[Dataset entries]

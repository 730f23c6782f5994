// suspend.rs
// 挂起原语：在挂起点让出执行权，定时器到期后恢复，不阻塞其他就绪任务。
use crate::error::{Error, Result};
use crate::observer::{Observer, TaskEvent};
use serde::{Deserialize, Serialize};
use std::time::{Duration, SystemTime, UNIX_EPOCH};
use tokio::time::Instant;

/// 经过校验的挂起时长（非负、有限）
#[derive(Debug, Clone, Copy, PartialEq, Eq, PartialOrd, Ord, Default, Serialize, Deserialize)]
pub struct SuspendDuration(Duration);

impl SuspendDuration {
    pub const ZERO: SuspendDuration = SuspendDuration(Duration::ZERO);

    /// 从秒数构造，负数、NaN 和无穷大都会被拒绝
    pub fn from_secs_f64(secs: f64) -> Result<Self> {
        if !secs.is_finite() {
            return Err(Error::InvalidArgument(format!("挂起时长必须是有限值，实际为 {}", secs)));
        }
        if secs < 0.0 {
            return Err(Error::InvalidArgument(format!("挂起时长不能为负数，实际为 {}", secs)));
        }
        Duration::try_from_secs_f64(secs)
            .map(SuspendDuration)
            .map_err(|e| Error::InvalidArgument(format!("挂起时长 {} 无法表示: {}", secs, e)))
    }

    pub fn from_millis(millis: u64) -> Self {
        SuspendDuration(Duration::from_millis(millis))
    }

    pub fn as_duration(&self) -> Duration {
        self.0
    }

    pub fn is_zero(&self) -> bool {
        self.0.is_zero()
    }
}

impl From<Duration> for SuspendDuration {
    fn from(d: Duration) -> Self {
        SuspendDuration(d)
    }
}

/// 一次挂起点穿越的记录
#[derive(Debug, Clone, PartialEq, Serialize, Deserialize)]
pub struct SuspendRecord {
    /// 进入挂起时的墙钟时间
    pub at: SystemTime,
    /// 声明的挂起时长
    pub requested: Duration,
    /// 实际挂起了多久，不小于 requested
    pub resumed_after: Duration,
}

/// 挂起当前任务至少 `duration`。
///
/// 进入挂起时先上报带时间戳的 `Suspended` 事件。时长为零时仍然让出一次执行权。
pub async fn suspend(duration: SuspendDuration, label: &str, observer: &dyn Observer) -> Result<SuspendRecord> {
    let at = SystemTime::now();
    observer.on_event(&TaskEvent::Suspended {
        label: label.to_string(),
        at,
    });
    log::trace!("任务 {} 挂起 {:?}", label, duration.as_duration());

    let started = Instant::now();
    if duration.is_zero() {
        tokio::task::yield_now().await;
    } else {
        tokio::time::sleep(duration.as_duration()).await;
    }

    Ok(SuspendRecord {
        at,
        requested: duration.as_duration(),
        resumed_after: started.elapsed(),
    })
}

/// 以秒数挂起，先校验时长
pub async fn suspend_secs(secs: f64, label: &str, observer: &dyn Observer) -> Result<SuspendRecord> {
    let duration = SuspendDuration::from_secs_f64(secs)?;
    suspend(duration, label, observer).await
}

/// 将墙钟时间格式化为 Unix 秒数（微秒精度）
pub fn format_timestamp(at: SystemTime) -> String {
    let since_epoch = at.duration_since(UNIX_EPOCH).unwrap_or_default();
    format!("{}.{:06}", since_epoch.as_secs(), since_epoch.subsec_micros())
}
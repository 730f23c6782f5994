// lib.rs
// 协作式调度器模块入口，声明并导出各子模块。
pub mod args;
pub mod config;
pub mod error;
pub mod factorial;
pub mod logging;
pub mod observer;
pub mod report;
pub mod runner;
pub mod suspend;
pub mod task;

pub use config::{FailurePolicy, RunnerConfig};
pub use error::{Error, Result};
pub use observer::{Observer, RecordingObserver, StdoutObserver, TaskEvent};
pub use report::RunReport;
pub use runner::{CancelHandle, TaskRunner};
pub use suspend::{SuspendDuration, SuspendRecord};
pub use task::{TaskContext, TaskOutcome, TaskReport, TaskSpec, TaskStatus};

> _Assigned task_: Transcribe, exactly and without additions, the lines of the records above, beginning with the line that contains "SuspendDuration(d)" and ending with the line that contains "let at = SystemTime::now();", both included.

> _Expected answer_:
        SuspendDuration(d)
    }
}

/// 一次挂起点穿越的记录
#[derive(Debug, Clone, PartialEq, Serialize, Deserialize)]
pub struct SuspendRecord {
    /// 进入挂起时的墙钟时间
    pub at: SystemTime,
    /// 声明的挂起时长
    pub requested: Duration,
    /// 实际挂起了多久，不小于 requested
    pub resumed_after: Duration,
}

/// 挂起当前任务至少 `duration`。
///
/// 进入挂起时先上报带时间戳的 `Suspended` 事件。时长为零时仍然让出一次执行权。
pub async fn suspend(duration: SuspendDuration, label: &str, observer: &dyn Observer) -> Result<SuspendRecord> {
    let at = SystemTime::now();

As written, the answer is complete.